Babcock back in the black for latest half year

Defence contractor Babcock International returned to an operating profit in the six months to the end of September.


Revenue was also up eight per cent from £2.05 billion a year before to £2.22bn.

The group, which includes the Defence Support Group operation at MoD Donnington in Telford and the former Macneillie specialist vehicle conversions business at Aldridge, now renamed Babcock Vehicle Engineering, went from a £785.3m loss to a £75.4 million profit.

There was lower Covid-19 business interruption than the same period in 2020.

The group made three disposals in the first half of its financial year with around £400 million of proceeds expected to pay down debt

Babcock's contract backlog at September 30 was £10.9 billion. This includes the Future Maritime Support Programme, a £3.5bn contract signed in September that runs to March 2026. It replaces the previous MSDF contract and continues support work for the UK Royal Navy across ships, submarines and naval bases.

The group's new operating model is on track to deliver savings of approximately £20m in the current financial year.

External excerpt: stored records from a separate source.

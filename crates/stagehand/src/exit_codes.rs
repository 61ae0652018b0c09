//! Exit codes for the CLI

use stagehand_core::error::{StagehandError, WorkflowError};
use stagehand_remote::RemoteError;

/// Success
pub const SUCCESS: i32 = 0;

/// General error
pub const ERROR: i32 = 1;

/// Configuration error
pub const CONFIG_ERROR: i32 = 2;

/// Version error
pub const VERSION_ERROR: i32 = 4;

/// Validation error
pub const VALIDATION_ERROR: i32 = 5;

/// Release host or mail API error
pub const REMOTE_ERROR: i32 = 6;

/// User cancelled
pub const CANCELLED: i32 = 130;

/// Exit code for an error reaching `main`
pub fn for_error(err: &anyhow::Error) -> i32 {
    if let Some(err) = err.downcast_ref::<StagehandError>() {
        return match err {
            StagehandError::Config(_) => CONFIG_ERROR,
            StagehandError::Version(_) => VERSION_ERROR,
            StagehandError::Workflow(workflow) => workflow_code(workflow),
            StagehandError::Remote(_) => REMOTE_ERROR,
            StagehandError::Io(_) | StagehandError::Other(_) => ERROR,
        };
    }
    if let Some(workflow) = err.downcast_ref::<WorkflowError>() {
        return workflow_code(workflow);
    }
    if err.downcast_ref::<RemoteError>().is_some() {
        return REMOTE_ERROR;
    }
    ERROR
}

fn workflow_code(err: &WorkflowError) -> i32 {
    match err {
        WorkflowError::AppNotFound(_) => CONFIG_ERROR,
        WorkflowError::NoFilesMatched(_)
        | WorkflowError::InvalidPattern { .. }
        | WorkflowError::AssetNameCollision { .. }
        | WorkflowError::TagStyleAmbiguous { .. }
        | WorkflowError::ValidationFailed(_) => VALIDATION_ERROR,
        WorkflowError::Cancelled => CANCELLED,
        WorkflowError::StepFailed { .. } => ERROR,
    }
}

#[cfg(test)]
mod tests {
    use super::*;
    use stagehand_core::error::{ConfigError, VersionError};

    #[test]
    fn test_error_categories() {
        let config: anyhow::Error =
            StagehandError::from(ConfigError::MissingField("apps".to_string())).into();
        assert_eq!(for_error(&config), CONFIG_ERROR);

        let version: anyhow::Error =
            StagehandError::from(VersionError::InvalidFormat("1.0".to_string())).into();
        assert_eq!(for_error(&version), VERSION_ERROR);

        let ambiguous: anyhow::Error = StagehandError::from(WorkflowError::TagStyleAmbiguous {
            repo: "octo/boochat".to_string(),
            message: "both".to_string(),
        })
        .into();
        assert_eq!(for_error(&ambiguous), VALIDATION_ERROR);

        let cancelled: anyhow::Error = WorkflowError::Cancelled.into();
        assert_eq!(for_error(&cancelled), CANCELLED);

        let remote: anyhow::Error = StagehandError::from(RemoteError::ApiError {
            status: 502,
            message: "bad gateway".to_string(),
        })
        .into();
        assert_eq!(for_error(&remote), REMOTE_ERROR);

        assert_eq!(for_error(&anyhow::anyhow!("boom")), ERROR);
    }

    #[test]
    fn test_context_keeps_category() {
        let err = anyhow::Error::from(StagehandError::from(WorkflowError::NoFilesMatched(
            "*.apk".to_string(),
        )))
        .context("publishing boochat");
        assert_eq!(for_error(&err), VALIDATION_ERROR);
    }
}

Babcock is cautious about its ability to maintain activity levels and recover all costs in the remainder of this financial year given the uncertainty from new Covid-19 variants and varied government responses,

Chief executive David Lockwood said: "We are on-track with our turnaround strategy with around £400 million of disposals to bolster our balance sheet announced to date.

"We will continue to align our portfolio to best support the group's capital allocation priorities and future growth. The ongoing implementation of our new operating model means Babcock will be a simplified, more focused group.

"We are pursuing a number of important growth opportunities, with significant contract wins in military communications, our first order for an export licence for our Arrowhead 140 frigate as part of the Type 31 programme, and an agreement for potentially significant work in Ukraine, supported by both the UK and the Ukrainian governments.

"While our half year results show some recovery from the financial impact of Covid-19, we remain cautious as we are early on in our transformation and as we manage inflationary and supply chain pressures across the business and potential interruptions from Covid-19. However, the board believes the actions we are taking will enable the group to take advantage of the many opportunities ahead of us, leading to improved cash generation and profitability in the medium term."